> [Assignment]: From the line with "fn scale(&self, channel: u8)" down to the final line of the records below, retype everything exactly and leave out the rest.

> [Information supplied]:
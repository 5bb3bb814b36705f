//! Adalight LED strip driver.
//!
//! Adalight is the de-facto serial framing used by Arduino/ESP based
//! WS2812 (NeoPixel) controllers:
//!
//! ```text
//! 'A' 'd' 'a' <count-1 hi> <count-1 lo> <hi ^ lo ^ 0x55> [R G B] * count
//! ```
//!
//! The device is any writable byte stream, usually a serial port such as
//! `/dev/ttyUSB0` configured by the controller's firmware.

use std::fs::OpenOptions;
use std::io::Write;
use std::path::Path;

use super::sink::{LightStrip, SinkError};
use crate::color::RgbColor;

const SINK_NAME: &str = "adalight";

/// Magic word that starts every frame.
const MAGIC: &[u8; 3] = b"Ada";

/// LED strip that speaks the Adalight protocol.
pub struct AdalightStrip<W: Write + Send> {
    out: W,
    led_count: u16,
    brightness: f32,
    clear_on_exit: bool,
    staged: RgbColor,
}

impl AdalightStrip<std::fs::File> {
    /// Open a device path for writing.
    pub fn open(
        path: &Path,
        led_count: u16,
        brightness: f32,
        clear_on_exit: bool,
    ) -> Result<Self, SinkError> {
        let device = OpenOptions::new()
            .write(true)
            .open(path)
            .map_err(|e| SinkError::io(SINK_NAME, e))?;
        Ok(Self::new(device, led_count, brightness, clear_on_exit))
    }
}

impl<W: Write + Send> AdalightStrip<W> {
    /// Wrap a writer. `led_count` is raised to 1 and `brightness` clamped to 0.0-1.0.
    pub fn new(out: W, led_count: u16, brightness: f32, clear_on_exit: bool) -> Self {
        Self {
            out,
            led_count: led_count.max(1),
            brightness: if brightness.is_nan() {
                1.0
            } else {
                brightness.clamp(0.0, 1.0)
            },
            clear_on_exit,
            staged: RgbColor::BLACK,
        }
    }

    /// Consume the strip and return the writer (for tests).
    pub fn into_inner(self) -> W {
        self.out
    }

    /// Encode one frame with every LED set to `color`.
    pub fn encode_frame(&self, color: RgbColor) -> Vec<u8> {
        let count = usize::from(self.led_count);
        let [hi, lo] = (self.led_count - 1).to_be_bytes();
        let pixel = [
            self.scale(color.r),
            self.scale(color.g),
            self.scale(color.b),
        ];

        let mut frame = Vec::with_capacity(6 + count * 3);
        frame.extend_from_slice(MAGIC);
        frame.extend_from_slice(&[hi, lo, hi ^ lo ^ 0x55]);
        for _ in 0..count {
            frame.extend_from_slice(&pixel);
        }
        frame
    }

    fn scale(&self, channel: u8) -> u8 {
        (f32::from(channel) * self.brightness).round() as u8
    }

    fn write_frame(&mut self, color: RgbColor) -> Result<(), SinkError> {
        let frame = self.encode_frame(color);
        self.out
            .write_all(&frame)
            .and_then(|_| self.out.flush())
            .map_err(|e| SinkError::io(SINK_NAME, e))
    }
}

impl<W: Write + Send> LightStrip for AdalightStrip<W> {
    fn name(&self) -> &'static str {
        SINK_NAME
    }

    fn set_all(&mut self, color: RgbColor) -> Result<(), SinkError> {
        self.staged = color;
        Ok(())
    }

    fn flush(&mut self) -> Result<(), SinkError> {
        self.write_frame(self.staged)
    }

    fn teardown(&mut self) -> Result<(), SinkError> {
        if self.clear_on_exit {
            self.write_frame(RgbColor::BLACK)?;
        }
        Ok(())
    }
}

> [Exercise output]:
    fn scale(&self, channel: u8) -> u8 {
        (f32::from(channel) * self.brightness).round() as u8
    }

    fn write_frame(&mut self, color: RgbColor) -> Result<(), SinkError> {
        let frame = self.encode_frame(color);
        self.out
            .write_all(&frame)
            .and_then(|_| self.out.flush())
            .map_err(|e| SinkError::io(SINK_NAME, e))
    }
}

impl<W: Write + Send> LightStrip for AdalightStrip<W> {
    fn name(&self) -> &'static str {
        SINK_NAME
    }

    fn set_all(&mut self, color: RgbColor) -> Result<(), SinkError> {
        self.staged = color;
        Ok(())
    }

    fn flush(&mut self) -> Result<(), SinkError> {
        self.write_frame(self.staged)
    }

    fn teardown(&mut self) -> Result<(), SinkError> {
        if self.clear_on_exit {
            self.write_frame(RgbColor::BLACK)?;
        }
        Ok(())
    }
}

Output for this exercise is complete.